Exercise description
Report back every line in the data that includes the string "AtomicBool".

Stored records
* * * * *

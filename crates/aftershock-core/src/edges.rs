//! Best-parent search: one causal edge per event.
//!
//! # Overview
//!
//! Events are visited in ascending `(timestamp, catalog position)` order.
//! For each event `j`, the candidate parents are all events with a strictly
//! earlier timestamp; the parent is the candidate minimizing the
//! [nearest-neighbor distance](crate::metric::nearest_neighbor_distance).
//! Ties go to the earliest catalog position. An event without candidates is
//! a *root* and emits no edge.
//!
//! ## Edge Direction
//!
//! An [`Edge`] points from the later event (child) to its earlier parent.
//! Since parents are strictly earlier, the edge set is acyclic by
//! construction and contains no self-loops.
//!
//! ## Exact Duplicates
//!
//! Events sharing both origin time and epicenter cannot be linked by an
//! edge (neither is strictly earlier). Each such event instead gets a
//! zero-weight [`DuplicateLink`] to the first event of its duplicate group,
//! which keeps them in the same cluster regardless of threshold.
//!
//! ## Parallelism
//!
//! Every child's search reads the shared, immutable sorted catalog and
//! writes only its own output slot, so the work is a plain
//! `par_iter().map().collect()` with no locks. The result does not depend
//! on the rayon schedule.

use std::cmp::Ordering as CmpOrdering;
use std::sync::atomic::{AtomicBool, AtomicUsize, Ordering};

use rayon::prelude::*;
use serde::Serialize;
use tracing::{debug, instrument};

use crate::cancel::{CancellationCheck, Interrupted, Stage};
use crate::catalog::Catalog;
use crate::metric::{DistanceKind, nearest_neighbor_distance};

/// Default number of children processed between cancellation polls.
pub const DEFAULT_CHECK_INTERVAL: usize = 256;

/// Directed link from a child event to its best earlier parent.
///
/// `child` and `parent` are catalog positions.
#[derive(Debug, Clone, Copy, PartialEq, Serialize)]
pub struct Edge {
    pub child: usize,
    pub parent: usize,
    pub weight: f64,
}

/// Zero-weight link between exact duplicates (same time, same epicenter).
///
/// `original` is the first event of the duplicate group in catalog order.
#[derive(Debug, Clone, Copy, PartialEq, Eq, Serialize)]
pub struct DuplicateLink {
    pub duplicate: usize,
    pub original: usize,
}

/// Output of [`EdgeBuilder::build`].
#[derive(Debug, Clone, Default)]
pub struct EdgeSet {
    /// Parent edges, ordered by child position.
    pub edges: Vec<Edge>,
    /// Links between exact duplicates, ordered by duplicate position.
    pub duplicates: Vec<DuplicateLink>,
    /// Number of events with no earlier candidate.
    pub roots: usize,
}

/// Per-child search result, written into the child's own slot.
#[derive(Debug, Clone, Copy, Default)]
struct ChildLinks {
    parent: Option<(usize, f64)>,
    original: Option<usize>,
}

/// Finds each event's minimal-weight earlier parent.
#[derive(Debug, Clone, Copy)]
pub struct EdgeBuilder<'a> {
    catalog: &'a Catalog,
    distance: DistanceKind,
    check_interval: usize,
}

impl<'a> EdgeBuilder<'a> {
    #[must_use]
    pub const fn new(catalog: &'a Catalog, distance: DistanceKind) -> Self {
        Self {
            catalog,
            distance,
            check_interval: DEFAULT_CHECK_INTERVAL,
        }
    }

    /// Poll the cancellation check every `interval` children (minimum 1).
    #[must_use]
    pub fn check_every(mut self, interval: usize) -> Self {
        self.check_interval = interval.max(1);
        self
    }

    /// Run the search on the current rayon pool.
    ///
    /// Wrap the call in [`rayon::ThreadPool::install`] to pin it to a
    /// dedicated pool.
    ///
    /// # Errors
    ///
    /// Returns [`Interrupted`] if `cancel` fired before every child was
    /// processed. No partial edge set is returned in that case.
    #[instrument(skip(self, cancel), fields(events = self.catalog.len(), distance = %self.distance))]
    pub fn build(&self, cancel: &dyn CancellationCheck) -> Result<EdgeSet, Interrupted> {
        let events = self.catalog.events();
        let total = events.len();

        let order = time_order(self.catalog);
        let sorted_times: Vec<f64> = order.iter().map(|&p| events[p].timestamp).collect();

        let aborted = AtomicBool::new(false);
        let processed = AtomicUsize::new(0);

        let slots: Vec<Option<ChildLinks>> = (0..total)
            .into_par_iter()
            .map(|rank| {
                if aborted.load(Ordering::Relaxed) {
                    return None;
                }
                if rank % self.check_interval == 0 && cancel.is_cancelled() {
                    aborted.store(true, Ordering::Relaxed);
                    return None;
                }

                let links = self.links_for(rank, &order, &sorted_times);
                processed.fetch_add(1, Ordering::Relaxed);
                Some(links)
            })
            .collect();

        if aborted.load(Ordering::Relaxed) {
            return Err(Interrupted {
                stage: Stage::Edges,
                processed: processed.load(Ordering::Relaxed),
                total,
            });
        }

        // Slots are indexed by time rank; re-key them by catalog position.
        let mut by_position = vec![ChildLinks::default(); total];
        for (rank, slot) in slots.into_iter().enumerate() {
            if let Some(links) = slot {
                by_position[order[rank]] = links;
            }
        }

        let mut set = EdgeSet::default();
        for (child, links) in by_position.into_iter().enumerate() {
            match links.parent {
                Some((parent, weight)) => set.edges.push(Edge {
                    child,
                    parent,
                    weight,
                }),
                None => set.roots += 1,
            }
            if let Some(original) = links.original {
                set.duplicates.push(DuplicateLink {
                    duplicate: child,
                    original,
                });
            }
        }

        debug!(
            edges = set.edges.len(),
            duplicates = set.duplicates.len(),
            roots = set.roots,
            "parent search complete"
        );

        Ok(set)
    }

    /// Best parent and duplicate original for the child at time rank `rank`.
    fn links_for(&self, rank: usize, order: &[usize], sorted_times: &[f64]) -> ChildLinks {
        let events = self.catalog.events();
        let child_pos = order[rank];
        let child = &events[child_pos];

        // Candidates are exactly the prefix with strictly smaller timestamps.
        let earlier = sorted_times.partition_point(|&t| t < child.timestamp);

        let mut best: Option<(usize, f64)> = None;
        for &candidate in &order[..earlier] {
            let weight = nearest_neighbor_distance(&events[candidate], child, self.distance);
            best = match best {
                None => Some((candidate, weight)),
                Some((best_pos, best_weight)) => match weight.total_cmp(&best_weight) {
                    CmpOrdering::Less => Some((candidate, weight)),
                    CmpOrdering::Equal if candidate < best_pos => Some((candidate, weight)),
                    _ => best,
                },
            };
        }

        // Same-timestamp events ranked before this one, in catalog order.
        let original = order[earlier..rank]
            .iter()
            .copied()
            .find(|&p| events[p].is_duplicate_of(child));

        ChildLinks {
            parent: best,
            original,
        }
    }
}

/// Catalog positions sorted by `(timestamp, position)`.
fn time_order(catalog: &Catalog) -> Vec<usize> {
    let events = catalog.events();
    let mut order: Vec<usize> = (0..events.len()).collect();
    // Stable sort keeps catalog order among equal timestamps.
    order.sort_by(|&a, &b| events[a].timestamp.total_cmp(&events[b].timestamp));
    order
}

#[cfg(test)]
mod tests {
    use super::*;
    use crate::cancel::NeverCancel;
    use crate::catalog::Event;

    fn build(events: Vec<Event>) -> EdgeSet {
        let catalog = Catalog::from_events(events);
        EdgeBuilder::new(&catalog, DistanceKind::Planar)
            .build(&NeverCancel)
            .expect("not cancelled")
    }

    #[test]
    fn empty_catalog_has_no_edges() {
        let set = build(vec![]);
        assert!(set.edges.is_empty());
        assert!(set.duplicates.is_empty());
        assert_eq!(set.roots, 0);
    }

    #[test]
    fn single_event_is_root() {
        let set = build(vec![Event::new(1, 0.0, 3.0, 0.0, 0.0)]);
        assert!(set.edges.is_empty());
        assert_eq!(set.roots, 1);
    }

    #[test]
    fn picks_minimal_weight_parent() {
        // C is much closer to B than to A, and B is not much smaller.
        let set = build(vec![
            Event::new(1, 0.0, 3.0, 0.0, 0.0),
            Event::new(2, 10.0, 3.0, 1.0, 1.0),
            Event::new(3, 20.0, 2.0, 1.01, 1.01),
        ]);

        assert_eq!(set.edges.len(), 2);
        assert_eq!(set.edges[0].child, 1);
        assert_eq!(set.edges[0].parent, 0);
        assert_eq!(set.edges[1].child, 2);
        assert_eq!(set.edges[1].parent, 1);
    }

    #[test]
    fn unsorted_catalog_is_handled_by_time() {
        // Catalog order is reversed in time.
        let set = build(vec![
            Event::new(3, 20.0, 2.0, 0.0, 0.1),
            Event::new(2, 10.0, 3.0, 0.0, 0.1),
            Event::new(1, 0.0, 5.0, 0.0, 0.0),
        ]);

        assert_eq!(set.roots, 1);
        for edge in &set.edges {
            assert!(edge.child < 2, "position 2 is the earliest event");
        }
        let events = [20.0, 10.0, 0.0];
        for edge in &set.edges {
            assert!(events[edge.parent] < events[edge.child]);
        }
    }

    #[test]
    fn ties_go_to_earliest_catalog_position() {
        // Two candidate parents at identical time, magnitude and distance.
        let set = build(vec![
            Event::new(10, 0.0, 3.0, 0.0, 1.0),
            Event::new(11, 0.0, 3.0, 0.0, -1.0),
            Event::new(12, 5.0, 2.0, 0.0, 0.0),
        ]);

        let child = set.edges.iter().find(|e| e.child == 2).expect("edge for child");
        assert_eq!(child.parent, 0);
    }

    #[test]
    fn same_timestamp_events_are_not_candidates() {
        let set = build(vec![
            Event::new(1, 5.0, 3.0, 0.0, 0.0),
            Event::new(2, 5.0, 2.0, 0.5, 0.5),
        ]);
        assert!(set.edges.is_empty());
        assert!(set.duplicates.is_empty());
        assert_eq!(set.roots, 2);
    }

    #[test]
    fn exact_duplicates_are_linked_to_first_occurrence() {
        let set = build(vec![
            Event::new(1, 5.0, 3.0, 0.2, 0.2),
            Event::new(2, 5.0, 3.0, 0.2, 0.2),
            Event::new(3, 5.0, 2.5, 0.2, 0.2),
        ]);

        assert_eq!(
            set.duplicates,
            vec![
                DuplicateLink {
                    duplicate: 1,
                    original: 0
                },
                DuplicateLink {
                    duplicate: 2,
                    original: 0
                },
            ]
        );
    }

    #[test]
    fn cancellation_returns_interrupted() {
        let catalog = Catalog::from_events(
            (0..64_u32).map(|i| Event::new(u64::from(i), f64::from(i), 2.0, 0.0, 0.0)),
        );
        let err = EdgeBuilder::new(&catalog, DistanceKind::Planar)
            .check_every(1)
            .build(&|| true)
            .expect_err("cancelled");

        assert_eq!(err.stage, Stage::Edges);
        assert_eq!(err.total, 64);
        assert!(err.processed < 64);
    }

    #[test]
    fn dedicated_pool_matches_global_pool() {
        let catalog = Catalog::from_events((0..200_u32).map(|i| {
            let x = f64::from(i);
            Event::new(
                u64::from(i),
                (x * 7.3) % 101.0,
                1.0 + (x % 5.0),
                (x * 0.37) % 3.0,
                (x * 0.91) % 4.0,
            )
        }));
        let builder = EdgeBuilder::new(&catalog, DistanceKind::Planar);

        let global = builder.build(&NeverCancel).expect("global");
        let pool = rayon::ThreadPoolBuilder::new()
            .num_threads(3)
            .build()
            .expect("pool");
        let pinned = pool.install(|| builder.build(&NeverCancel)).expect("pinned");

        assert_eq!(global.edges, pinned.edges);
        assert_eq!(global.duplicates, pinned.duplicates);
        assert_eq!(global.roots, pinned.roots);
    }
}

* * * * *

Response box
use std::sync::atomic::{AtomicBool, AtomicUsize, Ordering};
        let aborted = AtomicBool::new(false);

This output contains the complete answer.